# WHAT YOU ARE ASKED TO DO
Search the material below for the string "PathBuf" and copy each line where it appears.
= Beginning of Section =
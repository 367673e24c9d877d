//! Workflow progress reporting.
//!
//! Reports each stage of `research run` as it starts and finishes so users
//! see where a long run is. Progress goes to **stderr** so stdout stays
//! parseable for scripts.

use std::io::Write;

use research_harness_core::workflow::{NoObserver, WorkflowEvent, WorkflowObserver};

/// Human-friendly progress on stderr:
///
/// ```text
/// [plan] running...
///   ✓ Planner: Identified 4 key subtopics
/// [plan] planning_complete
/// ```
pub struct StderrProgress;

impl WorkflowObserver for StderrProgress {
    fn report(&self, event: WorkflowEvent) {
        let text = match &event {
            WorkflowEvent::StageStarted { stage } => format!("[{}] running...\n", stage),
            WorkflowEvent::StageFinished {
                stage,
                status,
                logs,
            } => {
                let mut out = String::new();
                for line in logs {
                    out.push_str(&format!("  {}\n", line));
                }
                out.push_str(&format!("[{}] {}\n", stage, status));
                out
            }
        };
        let mut stderr = std::io::stderr().lock();
        let _ = stderr.write_all(text.as_bytes());
        let _ = stderr.flush();
    }
}

/// Machine-readable progress: one JSON object per line on stderr.
pub struct JsonProgress;

impl JsonProgress {
    fn to_json(event: &WorkflowEvent) -> serde_json::Value {
        match event {
            WorkflowEvent::StageStarted { stage } => serde_json::json!({
                "event": "stage_started",
                "stage": stage,
            }),
            WorkflowEvent::StageFinished {
                stage,
                status,
                logs,
            } => serde_json::json!({
                "event": "stage_finished",
                "stage": stage,
                "status": status,
                "logs": logs,
            }),
        }
    }
}

impl WorkflowObserver for JsonProgress {
    fn report(&self, event: WorkflowEvent) {
        if let Ok(line) = serde_json::to_string(&Self::to_json(&event)) {
            let mut stderr = std::io::stderr().lock();
            let _ = writeln!(stderr, "{}", line);
            let _ = stderr.flush();
        }
    }
}

/// Progress mode for the CLI: off, human (stderr), or JSON (stderr).
#[derive(Clone, Copy, Debug, Eq, PartialEq)]
pub enum ProgressMode {
    Off,
    Human,
    Json,
}

impl ProgressMode {
    /// Default: human progress when stderr is a TTY, otherwise off.
    pub fn default_for_tty() -> Self {
        if atty::is(atty::Stream::Stderr) {
            ProgressMode::Human
        } else {
            ProgressMode::Off
        }
    }

    pub fn parse(value: &str) -> anyhow::Result<Self> {
        match value {
            "off" => Ok(ProgressMode::Off),
            "human" => Ok(ProgressMode::Human),
            "json" => Ok(ProgressMode::Json),
            other => anyhow::bail!("Unknown progress mode '{}'. Use off, human, or json.", other),
        }
    }

    pub fn observer(&self) -> Box<dyn WorkflowObserver> {
        match self {
            ProgressMode::Off => Box::new(NoObserver),
            ProgressMode::Human => Box::new(StderrProgress),
            ProgressMode::Json => Box::new(JsonProgress),
        }
    }
}
//! # Research Harness
//!
//! An autonomous research pipeline: give it a topic and it plans
//! sub-questions, searches and scrapes the web, indexes what it found in a
//! per-session vector collection, and writes a cited report. The session
//! stays queryable for follow-up questions.
//!
//! ## Architecture
//!
//! ```text
//! ┌────────┐   ┌─────────┐   ┌────────────┐   ┌──────────┐
//! │  Plan  │──▶│ Collect │──▶│ Synthesize │──▶│  Report  │
//! │  (LLM) │   │ Tavily+ │   │ chunk+embed│   │ + sources│
//! └────────┘   │ scraper │   │ retrieve   │   └──────────┘
//!              └─────────┘   └─────┬──────┘
//!                                  ▼
//!                           ┌────────────┐      ┌──────────┐
//!                           │  SQLite    │◀─────│   ask    │
//!                           │  sessions  │      │  (Q&A)   │
//!                           └────────────┘      └──────────┘
//! ```
//!
//! The state machine, chunker, retriever and prompts live in
//! [`research_harness_core`]; this crate supplies the native pieces.
//!
//! ## Quick Start
//!
//! ```bash
//! research init
//! research run "Impact of AI on education" --output report.md
//! research ask <session-id> "What are the main risks?"
//! research sessions
//! ```
//!
//! ## Modules
//!
//! | Module | Purpose |
//! |--------|---------|
//! | [`config`] | TOML configuration parsing |
//! | [`db`] | Database connection |
//! | [`migrate`] | Schema migrations |
//! | [`sqlite_store`] | Persistent session index |
//! | [`embedding`] | Embedding providers |
//! | [`llm`] | Chat completion client |
//! | [`websearch`] | Tavily search client |
//! | [`scraper`] | Page fetcher |
//! | [`extract`] | HTML / PDF / text extraction |
//! | [`pipeline`] | Config → workflow wiring |
//! | [`research`] | `run` and `ask` commands |
//! | [`sessions`] | `sessions` and `delete` commands |
//! | [`http`] | JSON POST with retry and backoff |
//! | [`progress`] | Stage progress on stderr |
//! | [`logging`] | `tracing` subscriber setup |

pub mod config;
pub mod db;
pub mod embedding;
pub mod extract;
pub mod http;
pub mod llm;
pub mod logging;
pub mod migrate;
pub mod pipeline;
pub mod progress;
pub mod research;
pub mod scraper;
pub mod sessions;
pub mod sqlite_store;
pub mod websearch;
//! # Research Harness CLI (`research`)
//!
//! ## Usage
//!
//! ```bash
//! research --config ./config/research.toml <command>
//! ```
//!
//! ## Commands
//!
//! | Command | Description |
//! |---------|-------------|
//! | `research init` | Create the SQLite database and run schema migrations |
//! | `research run "<topic>"` | Plan, collect, and synthesize a cited report |
//! | `research ask <session> "<question>"` | Answer a follow-up question over a stored session |
//! | `research sessions` | List stored sessions |
//! | `research delete <session>` | Delete a session's indexed chunks |
//!
//! `run` and `ask` need `OPENAI_API_KEY`; `run` also needs `TAVILY_API_KEY`.

use clap::{Parser, Subcommand};
use std::path::PathBuf;

use research_harness::progress::ProgressMode;
use research_harness::{config, db, logging, migrate, research, sessions};

/// Research Harness CLI: autonomous web research with cited reports
/// and follow-up Q&A.
///
/// All commands accept a `--config` flag pointing to a TOML configuration
/// file. See `config/research.example.toml` for a full example.
#[derive(Parser)]
#[command(
    name = "research",
    about = "Research Harness: plan, collect, and synthesize cited research reports",
    version
)]
struct Cli {
    /// Path to configuration file (TOML).
    ///
    /// Defaults to `./config/research.toml`.
    #[arg(long, global = true, default_value = "./config/research.toml")]
    config: PathBuf,

    #[command(subcommand)]
    command: Commands,
}

#[derive(Subcommand)]
enum Commands {
    /// Initialize the database schema.
    ///
    /// Idempotent; running it multiple times is safe.
    Init,

    /// Research a topic and print the report.
    Run {
        /// The research topic.
        topic: String,

        /// Print the outcome as JSON instead of text.
        #[arg(long)]
        json: bool,

        /// Also write the report as Markdown to this file.
        #[arg(long)]
        output: Option<PathBuf>,

        /// Progress on stderr: `off`, `human`, or `json`.
        /// Defaults to `human` when stderr is a terminal, else `off`.
        #[arg(long)]
        progress: Option<String>,
    },

    /// Ask a follow-up question about a completed research session.
    Ask {
        /// Session id printed by `research run`.
        session_id: String,

        /// The question.
        question: String,
    },

    /// List stored research sessions.
    Sessions,

    /// Delete a stored research session.
    Delete {
        /// Session id to delete.
        session_id: String,
    },
}

#[tokio::main]
async fn main() -> anyhow::Result<()> {
    let cli = Cli::parse();

    let cfg = config::load_config(&cli.config)?;
    logging::init(&cfg.logging);

    match cli.command {
        Commands::Init => {
            let pool = db::connect(&cfg).await?;
            migrate::run_migrations(&pool).await?;
            pool.close().await;
            println!("Database initialized successfully.");
        }
        Commands::Run {
            topic,
            json,
            output,
            progress,
        } => {
            let mode = match progress {
                Some(p) => ProgressMode::parse(&p)?,
                None => ProgressMode::default_for_tty(),
            };
            research::run_research(&cfg, &topic, json, output.as_deref(), mode).await?;
        }
        Commands::Ask {
            session_id,
            question,
        } => {
            research::run_ask(&cfg, &session_id, &question).await?;
        }
        Commands::Sessions => {
            sessions::run_sessions(&cfg).await?;
        }
        Commands::Delete { session_id } => {
            sessions::run_delete(&cfg, &session_id).await?;
        }
    }

    Ok(())
}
= End of Section =
# EXPECTED ANSWER
use std::path::PathBuf;
    config: PathBuf,
        output: Option<PathBuf>,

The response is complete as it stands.